Reviewed by Eric Postma
Detective Thomas Nolan, NYPD has fought gangs, socialist activist groups, a possessed abortionist, vampires, zombies, a death cult, dirty cops, succubi, jihadists, and more over the course of the last five books. He’s been aided by his partner, Alex Packard; Father Pearson combat exorcist; his wife Mariel; a ring made from an antediluvian artifact called the Soul Stone; and most recently a suit of armor made from the left over parts of destroyed golems; and of course his considerable supply of saintly charisms. If that introduction confuses you, I recommend going back and reading my reviews of the previous St. Tommy books. Or, just take my word for it and go read Declan Finn’s whole series. You’ll be glad you did.
- Genre: Horror/Action
- Year Published: 2020
- Themes: Sacrifice, Prayer, Saints, Charisms, Revelation
- Audience: Late teen and up
- Author’s Worldview: Catholic
After all of that work, the good and saintly detective is enjoying some well-deserved rest back home with his family. Unfortunately, things never stay quiet for long for Detective Thomas Nolan. While he is at dinner with his family – including his newborn daughter, Father Pearson shows up, with a mission right in their own backyard.

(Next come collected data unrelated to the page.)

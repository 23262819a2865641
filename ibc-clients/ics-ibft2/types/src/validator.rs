//! Validator addresses and the commit seals they put on headers.

use core::fmt::{Debug, Display, Error as FmtError, Formatter};

use ibc_core_host_types::key::{keccak256, HASH_LENGTH};
use ibc_primitives::prelude::*;
use k256::ecdsa::{RecoveryId, Signature, SigningKey, VerifyingKey};
use k256::elliptic_curve::sec1::ToEncodedPoint;
use k256::PublicKey;
use subtle_encoding::hex;

use crate::error::Ibft2ClientError;

pub const ADDRESS_LENGTH: usize = 20;
pub const SEAL_LENGTH: usize = 65;

/// Ethereum style address of a validator: the last 20 bytes of the
/// Keccak-256 hash of its uncompressed public key.
#[cfg_attr(feature = "serde", derive(serde::Serialize, serde::Deserialize))]
#[derive(Clone, Copy, PartialEq, Eq, PartialOrd, Ord, Hash)]
pub struct Address([u8; ADDRESS_LENGTH]);

impl Address {
    pub fn from_bytes(bytes: [u8; ADDRESS_LENGTH]) -> Self {
        Self(bytes)
    }

    pub fn from_verifying_key(key: &VerifyingKey) -> Self {
        let point = PublicKey::from(key).to_encoded_point(false);
        // skip the 0x04 tag of the uncompressed encoding
        let hash = keccak256(&point.as_bytes()[1..]);
        let mut bytes = [0u8; ADDRESS_LENGTH];
        bytes.copy_from_slice(&hash[HASH_LENGTH - ADDRESS_LENGTH..]);
        Self(bytes)
    }

    pub fn as_bytes(&self) -> &[u8; ADDRESS_LENGTH] {
        &self.0
    }
}

impl TryFrom<&[u8]> for Address {
    type Error = Ibft2ClientError;

    fn try_from(bytes: &[u8]) -> Result<Self, Self::Error> {
        bytes
            .try_into()
            .map(Self)
            .map_err(|_| Ibft2ClientError::InvalidValidatorAddress(bytes.len()))
    }
}

impl From<Address> for Vec<u8> {
    fn from(address: Address) -> Self {
        address.0.to_vec()
    }
}

impl Display for Address {
    fn fmt(&self, f: &mut Formatter<'_>) -> Result<(), FmtError> {
        let encoded = hex::encode(self.0);
        match core::str::from_utf8(&encoded) {
            Ok(s) => write!(f, "0x{s}"),
            Err(_) => Err(FmtError),
        }
    }
}

impl Debug for Address {
    fn fmt(&self, f: &mut Formatter<'_>) -> Result<(), FmtError> {
        Display::fmt(self, f)
    }
}

/// A 65-byte recoverable secp256k1 signature `r || s || v` over the
/// signing digest of a header.
#[cfg_attr(feature = "serde", derive(serde::Serialize, serde::Deserialize))]
#[derive(Clone, PartialEq, Eq)]
pub struct Seal(Vec<u8>);

impl Seal {
    /// Seals `digest` with the given validator key.
    pub fn sign(key: &SigningKey, digest: &[u8; HASH_LENGTH]) -> Result<Self, Ibft2ClientError> {
        let (signature, recovery_id) =
            key.sign_prehash_recoverable(digest)
                .map_err(|e| Ibft2ClientError::FailedToSign {
                    description: e.to_string(),
                })?;
        let mut bytes = signature.to_bytes().to_vec();
        bytes.push(recovery_id.to_byte());
        Ok(Self(bytes))
    }

    /// Recovers the address of the validator that sealed `digest`.
    pub fn recover(&self, digest: &[u8; HASH_LENGTH]) -> Result<Address, Ibft2ClientError> {
        let invalid = |description: String| Ibft2ClientError::InvalidSeal { description };

        let signature = Signature::from_slice(&self.0[..SEAL_LENGTH - 1])
            .map_err(|e| invalid(e.to_string()))?;
        // Besu encodes v as 0/1, other signers as 27/28
        let v = match self.0[SEAL_LENGTH - 1] {
            v @ 27..=28 => v - 27,
            v => v,
        };
        let recovery_id =
            RecoveryId::from_byte(v).ok_or_else(|| invalid(format!("invalid recovery id {v}")))?;
        let key = VerifyingKey::recover_from_prehash(digest, &signature, recovery_id)
            .map_err(|e| invalid(e.to_string()))?;

        Ok(Address::from_verifying_key(&key))
    }

    pub fn as_bytes(&self) -> &[u8] {
        &self.0
    }
}

impl TryFrom<Vec<u8>> for Seal {
    type Error = Ibft2ClientError;

    fn try_from(bytes: Vec<u8>) -> Result<Self, Self::Error> {
        if bytes.len() != SEAL_LENGTH {
            return Err(Ibft2ClientError::InvalidSealLength(bytes.len()));
        }
        Ok(Self(bytes))
    }
}

impl From<Seal> for Vec<u8> {
    fn from(seal: Seal) -> Self {
        seal.0
    }
}

impl Debug for Seal {
    fn fmt(&self, f: &mut Formatter<'_>) -> Result<(), FmtError> {
        let encoded = hex::encode(&self.0);
        match core::str::from_utf8(&encoded) {
            Ok(s) => write!(f, "Seal(0x{s})"),
            Err(_) => Err(FmtError),
        }
    }
}

#[cfg(test)]
mod tests {
    use super::*;

    fn key(seed: u8) -> SigningKey {
        SigningKey::from_slice(&[seed; 32]).unwrap()
    }

    #[test]
    fn seal_recovers_signer_address() {
        let signer = key(1);
        let digest = keccak256(b"header");
        let seal = Seal::sign(&signer, &digest).unwrap();

        assert_eq!(seal.as_bytes().len(), SEAL_LENGTH);
        assert_eq!(
            seal.recover(&digest).unwrap(),
            Address::from_verifying_key(signer.verifying_key())
        );
    }

    #[test]
    fn seal_over_other_digest_recovers_other_address() {
        let signer = key(2);
        let seal = Seal::sign(&signer, &keccak256(b"header")).unwrap();
        let recovered = seal.recover(&keccak256(b"forged")).ok();

        assert_ne!(
            recovered,
            Some(Address::from_verifying_key(signer.verifying_key()))
        );
    }

    #[test]
    fn legacy_recovery_byte_is_accepted() {
        let signer = key(3);
        let digest = keccak256(b"header");
        let mut bytes: Vec<u8> = Seal::sign(&signer, &digest).unwrap().into();
        bytes[SEAL_LENGTH - 1] += 27;
        let seal = Seal::try_from(bytes).unwrap();

        assert_eq!(
            seal.recover(&digest).unwrap(),
            Address::from_verifying_key(signer.verifying_key())
        );
    }

    #[test]
    fn malformed_seals_are_rejected() {
        assert!(matches!(
            Seal::try_from(vec![0u8; 64]),
            Err(Ibft2ClientError::InvalidSealLength(64))
        ));
        let zero = Seal::try_from(vec![0u8; SEAL_LENGTH]).unwrap();
        assert!(zero.recover(&keccak256(b"header")).is_err());
    }

    #[test]
    fn address_display_is_prefixed_hex() {
        let address = Address::from_bytes([0xab; ADDRESS_LENGTH]);
        assert_eq!(address.to_string(), format!("0x{}", "ab".repeat(20)));
        assert!(Address::try_from(&[1u8; 19][..]).is_err());
    }
}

In classic Finn fashion, the action kicks in almost immediately from there as Nolan has to rely on the help of his priest, his partner and his family to take on the true power that he has been fighting against throughout the entire series. The cult that has been using human sacrifice, sex trafficking, drugs, terrorism and every other means available to build enough power has reached its endgame, despite the many setback they’ve suffered at the hands of Detective Nolan and his allies.

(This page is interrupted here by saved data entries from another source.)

use ibc_client_ibft2_types::error::Ibft2ClientError;
use ibc_client_ibft2_types::{
    Address, ClientState as ClientStateType, ConsensusState as ConsensusStateType, Header,
};
use ibc_core_client::context::{ClientValidationContext, Convertible};
use ibc_core_client::types::error::ClientError;
use ibc_core_host::types::identifiers::ClientId;
use ibc_core_host::types::path::ClientConsensusStatePath;
use ibc_primitives::prelude::*;

/// Verifies a header against the consensus state stored at its trusted
/// height.
///
/// The header must extend the client past its latest height, carry a later
/// timestamp than the trusted state, be sealed by at least two thirds of its
/// own validator set and by at least one third of the trusted validator set.
pub fn verify_header<V>(
    client_state: &ClientStateType,
    ctx: &V,
    client_id: &ClientId,
    header: &Header,
) -> Result<(), ClientError>
where
    V: ClientValidationContext,
    ConsensusStateType: Convertible<V::ConsensusStateRef>,
    <ConsensusStateType as TryFrom<V::ConsensusStateRef>>::Error: Into<ClientError>,
{
    header.validate_basic()?;

    if header.height.revision_number() != client_state.chain_id.revision_number() {
        return Err(Ibft2ClientError::MismatchedRevision {
            expected: client_state.chain_id.revision_number(),
            actual: header.height.revision_number(),
        }
        .into());
    }

    if header.height <= client_state.latest_height {
        return Err(ClientError::StaleHeader {
            header_height: header.height,
            latest_height: client_state.latest_height,
        });
    }

    let trusted_consensus_state: ConsensusStateType = {
        let trusted_path = ClientConsensusStatePath::new(
            client_id.clone(),
            header.trusted_height.revision_number(),
            header.trusted_height.revision_height(),
        );
        let consensus_state = ctx.consensus_state(&trusted_path)?;
        ConsensusStateType::try_from(consensus_state).map_err(Into::<ClientError>::into)?
    };

    if header.timestamp <= trusted_consensus_state.timestamp() {
        return Err(ClientError::StaleTimestamp {
            header_timestamp: header.timestamp,
            trusted_timestamp: trusted_consensus_state.timestamp(),
        });
    }

    verify_seals(header, trusted_consensus_state.validators())
}

/// Checks the quorum rules on the seals of `header`. Every seal must
/// recover to a distinct member of the header's validator set.
pub fn verify_seals(header: &Header, trusted_validators: &[Address]) -> Result<(), ClientError> {
    let signers = header.signers()?;

    if let Some(unknown) = signers.iter().find(|s| !header.validators.contains(*s)) {
        return Err(Ibft2ClientError::UnknownSigner(unknown.to_string()).into());
    }

    let signed = signers.len();
    let total = header.validators.len();
    if signed * 3 < total * 2 {
        return Err(ClientError::InsufficientSignatures { signed, total });
    }

    let overlap = trusted_validators
        .iter()
        .filter(|v| signers.contains(*v))
        .count();
    let trusted = trusted_validators.len();
    if overlap * 3 < trusted {
        return Err(ClientError::InsufficientTrustedOverlap { overlap, trusted });
    }

    Ok(())
}

#[cfg(test)]
mod tests {
    use ibc_core_client::types::Height;
    use ibc_core_commitment_types::commitment::CommitmentRoot;
    use ibc_primitives::Timestamp;
    use k256::ecdsa::SigningKey;
    use rstest::rstest;

    use super::*;

    fn keys(seeds: core::ops::RangeInclusive<u8>) -> Vec<SigningKey> {
        seeds
            .map(|seed| SigningKey::from_slice(&[seed; 32]).unwrap())
            .collect()
    }

    fn addresses(keys: &[SigningKey]) -> Vec<Address> {
        keys.iter()
            .map(|k| Address::from_verifying_key(k.verifying_key()))
            .collect()
    }

    fn header_sealed_by(validators: &[SigningKey], signers: &[SigningKey]) -> Header {
        Header {
            height: Height::new(0, 2).unwrap(),
            timestamp: Timestamp::from_nanoseconds(2_000),
            root: CommitmentRoot::from([1u8; 32]),
            validators: addresses(validators),
            seals: vec![],
            trusted_height: Height::new(0, 1).unwrap(),
        }
        .sealed_by(signers)
        .unwrap()
    }

    #[rstest]
    #[case(4, true)]
    #[case(3, true)]
    #[case(2, false)]
    #[case(0, false)]
    fn two_thirds_of_the_new_set_must_seal(#[case] signers: usize, #[case] accepted: bool) {
        let validators = keys(1..=4);
        let header = header_sealed_by(&validators, &validators[..signers]);

        let result = verify_seals(&header, &addresses(&validators));
        assert_eq!(result.is_ok(), accepted);
        if !accepted {
            assert!(matches!(
                result,
                Err(ClientError::InsufficientSignatures { .. })
            ));
        }
    }

    #[test]
    fn rotated_set_needs_a_third_of_the_trusted_set() {
        let trusted = keys(1..=3);
        let fresh = keys(10..=12);
        let header = header_sealed_by(&fresh, &fresh);

        assert!(matches!(
            verify_seals(&header, &addresses(&trusted)),
            Err(ClientError::InsufficientTrustedOverlap {
                overlap: 0,
                trusted: 3
            })
        ));

        let mut overlapping = fresh.clone();
        overlapping.push(trusted[0].clone());
        let header = header_sealed_by(&overlapping, &overlapping);
        assert!(verify_seals(&header, &addresses(&trusted)).is_ok());
    }

    #[test]
    fn seal_from_outside_the_set_is_rejected() {
        let validators = keys(1..=3);
        let outsider = keys(9..=9);
        let mut signers = validators.clone();
        signers.extend(outsider);
        let header = header_sealed_by(&validators, &signers);

        assert!(matches!(
            verify_seals(&header, &addresses(&validators)),
            Err(ClientError::InvalidSignature { .. })
        ));
    }
}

To prevent the cult from achieving its final goal of raising a major demon, Nolan has to rely not just on brute force but his detective skills to learn where and when the summoning is to take place. Along the way, he has to fight his way through hordes of gunmen and monstrosities that come straight from a Lovecraft story. The detective also gets some unexpected help from an old enemy in the person of Bokor Baracus. Given their history (Baracus has tried to kill Nolan a few times) there are some trust issues but the necromancer manages to convince Nolan that he’s not eager to see Hell actually win. Baracus is a mercenary and if either side wins, he loses.

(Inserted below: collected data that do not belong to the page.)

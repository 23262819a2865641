//! Protocol logic specific to ICS4 messages of type `MsgChannelOpenInit`.

use ibc_core_channel_types::channel::{ChannelEnd, Counterparty, Order, State};
use ibc_core_channel_types::error::ChannelError;
use ibc_core_channel_types::events::OpenInit;
use ibc_core_channel_types::msgs::MsgChannelOpenInit;
use ibc_core_client::context::prelude::*;
use ibc_core_connection::types::ConnectionEnd;
use ibc_core_handler_types::error::ContextError;
use ibc_core_handler_types::events::{IbcEvent, MessageEvent};
use ibc_core_host::types::identifiers::{ChannelId, Sequence};
use ibc_core_host::types::path::{ChannelEndPath, SeqAckPath, SeqRecvPath, SeqSendPath};
use ibc_core_host::{ExecutionContext, ValidationContext};
use ibc_core_router::module::Module;
use ibc_primitives::prelude::*;

pub fn chan_open_init_validate<ValCtx>(
    ctx_a: &ValCtx,
    module: &dyn Module,
    msg: MsgChannelOpenInit,
) -> Result<(), ContextError>
where
    ValCtx: ValidationContext,
{
    validate(ctx_a, &msg)?;
    let chan_id_on_a = ChannelId::new(ctx_a.channel_counter()?);

    module.on_chan_open_init_validate(
        msg.ordering,
        &msg.connection_hops_on_a,
        &msg.port_id_on_a,
        &chan_id_on_a,
        &Counterparty::new(msg.port_id_on_b.clone(), None),
        &msg.version_proposal,
    )?;

    Ok(())
}

pub fn chan_open_init_execute<ExecCtx>(
    ctx_a: &mut ExecCtx,
    module: &mut dyn Module,
    msg: MsgChannelOpenInit,
) -> Result<(), ContextError>
where
    ExecCtx: ExecutionContext,
{
    let chan_id_on_a = ChannelId::new(ctx_a.channel_counter()?);
    let (extras, version) = module.on_chan_open_init_execute(
        msg.ordering,
        &msg.connection_hops_on_a,
        &msg.port_id_on_a,
        &chan_id_on_a,
        &Counterparty::new(msg.port_id_on_b.clone(), None),
        &msg.version_proposal,
    )?;

    let conn_id_on_a = msg.connection_hops_on_a[0].clone();

    // state changes
    {
        let chan_end_on_a = ChannelEnd::new(
            State::Init,
            msg.ordering,
            Counterparty::new(msg.port_id_on_b.clone(), None),
            msg.connection_hops_on_a.clone(),
            version.clone(),
        )?;
        let chan_end_path_on_a = ChannelEndPath::new(&msg.port_id_on_a, &chan_id_on_a);
        ctx_a.store_channel(&chan_end_path_on_a, chan_end_on_a)?;

        ctx_a.increase_channel_counter()?;

        // All three counters start at 1.
        let seq_send_path = SeqSendPath::new(&msg.port_id_on_a, &chan_id_on_a);
        ctx_a.store_next_sequence_send(&seq_send_path, Sequence::from(1))?;

        let seq_recv_path = SeqRecvPath::new(&msg.port_id_on_a, &chan_id_on_a);
        ctx_a.store_next_sequence_recv(&seq_recv_path, Sequence::from(1))?;

        let seq_ack_path = SeqAckPath::new(&msg.port_id_on_a, &chan_id_on_a);
        ctx_a.store_next_sequence_ack(&seq_ack_path, Sequence::from(1))?;
    }

    // emit events and logs
    {
        ctx_a.log_message(format!(
            "success: channel open init with channel identifier: {chan_id_on_a}"
        ))?;
        let core_event = IbcEvent::OpenInitChannel(OpenInit::new(
            msg.port_id_on_a.clone(),
            chan_id_on_a.clone(),
            msg.port_id_on_b,
            None,
            conn_id_on_a,
            version,
        ));
        ctx_a.emit_ibc_event(IbcEvent::Message(MessageEvent::Channel))?;
        ctx_a.emit_ibc_event(core_event)?;

        for module_event in extras.events {
            ctx_a.emit_ibc_event(IbcEvent::Module(module_event))?;
        }

        for log_message in extras.log {
            ctx_a.log_message(log_message)?;
        }
    }

    Ok(())
}

fn validate<Ctx>(ctx_a: &Ctx, msg: &MsgChannelOpenInit) -> Result<(), ContextError>
where
    Ctx: ValidationContext,
{
    ctx_a.validate_message_signer(&msg.signer)?;

    msg.verify_connection_hops_length()?;
    // The connection may still be opening: the channel handshake can start
    // optimistically.
    let conn_end_on_a = ctx_a.connection_end(&msg.connection_hops_on_a[0])?;

    let client_id_on_a = conn_end_on_a.client_id();
    let client_val_ctx_a = ctx_a.get_client_validation_context();
    let client_state_of_b_on_a = client_val_ctx_a.client_state(client_id_on_a)?;

    client_state_of_b_on_a
        .status(client_val_ctx_a, client_id_on_a)?
        .verify_is_active()?;

    verify_ordering_supported(&conn_end_on_a, msg.ordering)?;

    Ok(())
}

/// The negotiated connection version lists the orderings its channels may
/// use.
pub(super) fn verify_ordering_supported(
    conn_end: &ConnectionEnd,
    ordering: Order,
) -> Result<(), ChannelError> {
    let supported = conn_end
        .versions()
        .first()
        .is_some_and(|version| version.verify_feature_supported(ordering.as_str()).is_ok());

    if !supported {
        return Err(ChannelError::ChannelFeatureNotSupportedByConnection {
            ordering: ordering.to_string(),
        });
    }
    Ok(())
}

Finn does an excellent job of keeping the plot moving and setting up Nolan and his allies for their greatest battle yet. They are all strained to the breaking point but in the end, it’s only Nolan’s trust in God and love for his friends that truly wins the day in a battle lifted from the pages of Revelation.
For those who have been reading Declan Finn’s St. Tommy books, this makes a truly epic conclusion to the story arc begun in book one. If you are already a fan, you will not be disappointed. If you aren’t, go back and read Hell Spawn, the first book in the series.
As usual, given the themes and imagery at work, I wouldn’t put this in the hands of younger readers but I can strongly recommend it for late teen and up.